Australian convict and bushranger

Edward Davis (1816–1841) was an Australia convict turned bushranger. His real name is not certain, but in April 1832 he was convicted under the name George Wilkinson for attempting to steal a wooden till and copper coins to the total value of 7 shillings. Sentenced to seven years transportation, he arrived in Sydney on the Camden in 1833 and was placed in the Hyde Park Barracks. Over the next few years he escaped four times: on 23 December 1833 from the Barracks, on 1 December 1835 from Penrith, on 10 January 1837 from the farmer he had been assigned to, and for a final time on 21 July 1838.

In the summer of 1839 he formed a bushranger gang of escaped convicts which roamed in New South Wales, from Maitland to the New England Highway, in the Hunter Region, and down to Brisbane Water near Gosford. They had a main hideout at Pilcher's Mountain, near Dungog. The gang members gained a Robin Hood like reputation, for supposedly giving some of the plunder of the wealthy to their assigned convict servants, and for adopting a gallant air and flamboyant dress, and tying pink ribbons to their horses' bridles. Davis instructed his gang that violence was only permissible in order to escape capture, but in December 1840 a store keeper's clerk was killed by gang member John Shea in the course of a robbery at Scone (Davis was elsewhere in the town at the time). Davis immediately retreated with the gang to a hideout at Doughboy Hollow at Murrurundi, but they were surprised by a posse that had followed them. In the shootout, Davis was wounded in the shoulder. Davis, John Everett, John Shea, Robert Chitty, James Bryant and John Marshall were captured, Richard Glanvill escaped.
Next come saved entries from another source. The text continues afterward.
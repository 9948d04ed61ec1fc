//! In-process gRPC servers standing in for the real Backend and Database
//! services, bound to an ephemeral localhost port.

use crate::context::service_config::ServiceEndpoint;
use crate::proto::backend::{
    self,
    backend_service_server::{BackendService, BackendServiceServer},
};
use crate::proto::database::{
    self,
    database_service_server::{DatabaseService, DatabaseServiceServer},
};
use tokio::net::TcpListener;
use tokio_stream::wrappers::TcpListenerStream;
use tonic::transport::Server;
use tonic::{Request, Response, Status};

struct FakeBackend;

#[tonic::async_trait]
impl BackendService for FakeBackend {
    async fn start_task(
        &self,
        request: Request<backend::StartTaskRequest>,
    ) -> Result<Response<backend::StartTaskResponse>, Status> {
        let req = request.into_inner();
        if req.task_prompt == "reject me" {
            return Ok(Response::new(backend::StartTaskResponse {
                success: false,
                task_id: String::new(),
                message: "prompt rejected".to_string(),
            }));
        }
        Ok(Response::new(backend::StartTaskResponse {
            success: true,
            task_id: "T1".to_string(),
            message: format!(
                "{}/{}/{}: {}",
                req.user_id, req.browser_name, req.max_steps, req.task_prompt
            ),
        }))
    }
}

struct FakeDatabase;

fn completed_task(task_id: &str) -> database::Task {
    database::Task {
        task_id: task_id.to_string(),
        task_prompt: "Find the cheapest flight to Lisbon".to_string(),
        status: "completed".to_string(),
        max_steps: 100,
        user_id: "alice".to_string(),
        created_at: 1_700_000_000,
        updated_at: 1_700_000_600,
        final_result: r#"{"price": 199}"#.to_string(),
    }
}

#[tonic::async_trait]
impl DatabaseService for FakeDatabase {
    async fn get_task(
        &self,
        request: Request<database::GetTaskRequest>,
    ) -> Result<Response<database::GetTaskResponse>, Status> {
        let task_id = request.into_inner().task_id;
        let response = if task_id == "T42" {
            database::GetTaskResponse {
                success: true,
                task: Some(completed_task(&task_id)),
            }
        } else {
            database::GetTaskResponse {
                success: false,
                task: None,
            }
        };
        Ok(Response::new(response))
    }

    async fn list_tasks(
        &self,
        request: Request<database::ListTasksRequest>,
    ) -> Result<Response<database::ListTasksResponse>, Status> {
        let req = request.into_inner();
        let user_id = if req.user_id.is_empty() {
            "everyone".to_string()
        } else {
            req.user_id
        };
        Ok(Response::new(database::ListTasksResponse {
            tasks: vec![database::Task {
                user_id,
                max_steps: req.limit,
                ..completed_task("T42")
            }],
            total: 250,
        }))
    }

    async fn get_task_history(
        &self,
        request: Request<database::GetTaskHistoryRequest>,
    ) -> Result<Response<database::GetTaskHistoryResponse>, Status> {
        let task_id = request.into_inner().task_id;
        match task_id.as_str() {
            "T42" => {
                let outputs = [2, 0, 1]
                    .into_iter()
                    .map(|step| database::TaskOutput {
                        task_id: task_id.clone(),
                        step_number: step,
                        output_type: "action".to_string(),
                        step_data: format!(r#"{{"step": {step}}}"#),
                        timestamp: 1_700_000_000 + step as i64,
                    })
                    .collect();
                Ok(Response::new(database::GetTaskHistoryResponse {
                    success: true,
                    outputs,
                }))
            }
            "boom" => Err(Status::internal("storage offline")),
            _ => Ok(Response::new(database::GetTaskHistoryResponse {
                success: false,
                outputs: Vec::new(),
            })),
        }
    }
}

async fn bind_local() -> (TcpListener, ServiceEndpoint) {
    let listener = TcpListener::bind("127.0.0.1:0").await.unwrap();
    let port = listener.local_addr().unwrap().port();
    (listener, ServiceEndpoint::new("127.0.0.1", port))
}

/// Start a fake Backend service and return its endpoint.
pub async fn spawn_fake_backend() -> ServiceEndpoint {
    let (listener, endpoint) = bind_local().await;
    tokio::spawn(async move {
        Server::builder()
            .add_service(BackendServiceServer::new(FakeBackend))
            .serve_with_incoming(TcpListenerStream::new(listener))
            .await
            .unwrap();
    });
    endpoint
}

/// Start a fake Database service and return its endpoint.
pub async fn spawn_fake_database() -> ServiceEndpoint {
    let (listener, endpoint) = bind_local().await;
    tokio::spawn(async move {
        Server::builder()
            .add_service(DatabaseServiceServer::new(FakeDatabase))
            .serve_with_incoming(TcpListenerStream::new(listener))
            .await
            .unwrap();
    });
    endpoint
}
They stood trial in the Supreme Court in Sydney, Shea charged with murder and the others with aiding and abetting Shea. They were all found guilty by a jury and condemned to death by Chief Justice Sir James Dowling. There was public sympathy for Davis with many appealing for a reprieve, but the Executive Council confirmed the sentence. Davis was hanged on 16 March 1841. Davis was a Jew, and was referred to later as "Teddy the Jewboy". He was assisted at his execution by the reader of the Sydney synagogue and buried in the Jewish portion of the Sydney Devonshire Street Cemetery.

In June 1995, an opera based on the life of Davis, Teddy the Jewboy, by poet and composer Chris Mann, was performed in Brisbane.